In the present case, the situation was complex due to the presence of rent in the distal trachea close to the carina. The options for managing ventilation are scarce. Selective bilateral endobronchial intubation through tracheostomy was done using conventional ETT. The cuff of the right endobronchial tube was positioned at carina partly in the trachea and right mainstem bronchus. It was done to ensure ventilation to the right upper lobe without compromising the repair. However, the chest X-ray done the next day revealed the right upper lobe collapse, which responded to bronchoscopic pulmonary toileting (Figs 2B and C). Wallet et al. have reported successful management of acute respiratory distress syndrome (ARDS) in the presence of tracheal injury by using selective bilateral mainstem bronchus intubation with small ETTs through a large tracheostomy.7 The authors utilized jet ventilation during the placement of the endobronchial tube before initiating protective lung ventilation. However, we did not have jet ventilation available.

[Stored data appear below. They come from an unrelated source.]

// SPDX-License-Identifier: BUSL-1.1
// Copyright (c) 2026 Alfred Jean LLC

//! Scenario 5, reduced to the stealing rule itself: a free processor at
//! priority `p` first drains its own queue, and only once that is empty
//! does it look at `p-1`, `p-2`, ... — the scheduling rule from
//! `prio_work_stealing/main.cpp`, exercised here directly against
//! [`sobjectizer::dispatch::Priority`] rather than through a running
//! dispatcher (spec §8 scenario 5).

use std::collections::VecDeque;

use sobjectizer::dispatch::Priority;

const MAX_STEAL_DEPTH: u8 = 5;

struct Lanes {
    queues: Vec<VecDeque<u32>>,
}

impl Lanes {
    fn new() -> Self {
        Self { queues: (0..Priority::LEVELS).map(|_| VecDeque::new()).collect() }
    }

    fn push(&mut self, prio: Priority, id: u32) {
        self.queues[prio.index()].push_back(id);
    }

    /// Mirrors `SchedulingData::try_schedule_work_to` in the demo: returns
    /// the id handed to a processor free at `free_priority`, descending at
    /// most `MAX_STEAL_DEPTH` levels if its own lane is empty.
    fn schedule_for(&mut self, free_priority: Priority) -> Option<u32> {
        let mut probe = free_priority;
        let mut depth = 0u8;
        loop {
            if let Some(id) = self.queues[probe.index()].pop_front() {
                return Some(id);
            }
            if probe.0 == 0 || depth >= MAX_STEAL_DEPTH {
                return None;
            }
            probe = Priority(probe.0 - 1);
            depth += 1;
        }
    }
}

#[test]
fn own_lane_is_preferred_over_stealing() {
    let mut lanes = Lanes::new();
    lanes.push(Priority(3), 1);
    lanes.push(Priority(2), 2);
    assert_eq!(lanes.schedule_for(Priority(3)), Some(1));
}

#[test]
fn steals_from_the_nearest_nonempty_lower_lane() {
    let mut lanes = Lanes::new();
    lanes.push(Priority(2), 42);
    assert_eq!(lanes.schedule_for(Priority(5)), Some(42));
}

#[test]
fn never_steals_from_a_higher_priority_lane() {
    let mut lanes = Lanes::new();
    lanes.push(Priority(6), 99);
    assert_eq!(lanes.schedule_for(Priority(2)), None);
}

#[test]
fn steal_depth_is_bounded() {
    let mut lanes = Lanes::new();
    lanes.push(Priority(0), 7);
    // p7 down to p0 is 7 hops; MAX_STEAL_DEPTH only reaches as far as p2.
    assert_eq!(lanes.schedule_for(Priority(7)), None);
}

#[test]
fn steal_within_depth_bound_succeeds() {
    let mut lanes = Lanes::new();
    lanes.push(Priority(2), 7);
    // p7 -> p6 -> p5 -> p4 -> p3 -> p2 is exactly 5 hops.
    assert_eq!(lanes.schedule_for(Priority(7)), Some(7));
}

#[test]
fn empty_lanes_yield_nothing() {
    let mut lanes = Lanes::new();
    assert_eq!(lanes.schedule_for(Priority::MAX), None);
}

Small ETTs have the potential for providing higher resistance to spontaneous breathing.8 Moreover, there are higher chances of blockage due to mucus plugs. The authors successfully utilized oxygen via high flow through a tracheostomy cannula to bridge once patient was on the spontaneous mode of ventilation through a long and adjustable flange TT. The tip of the TT was placed just above carina under bronchoscopic guidance, and cuff was kept deflated. Oxygen via high-flow nasal cannula has been found to be more successful over NIV in the management of early ARDS.9 In a crossover study, high-flow oxygen via tracheostomy was observed to improve oxygenation following prolonged mechanical ventilation.10 Mitaka et al. reported successful utilization of high-flow oxygen via tracheostomy for weaning after prolonged mechanical ventilation in two patients with restrictive pulmonary dysfunction.11

Sustained flow allowed the patient to breathe comfortably without creating any additional pressure to impair the healing. The preservation of spontaneous ventilation has been utilized in patients who are managed conservatively.12 The weaning methodology after initial stabilization was not mentioned in other reports.

To summarize, tracheal injury is a rare and potentially fatal complication of laryngopharyngoesophagectomy, which should be managed immediately with proactive maximal use of available resources.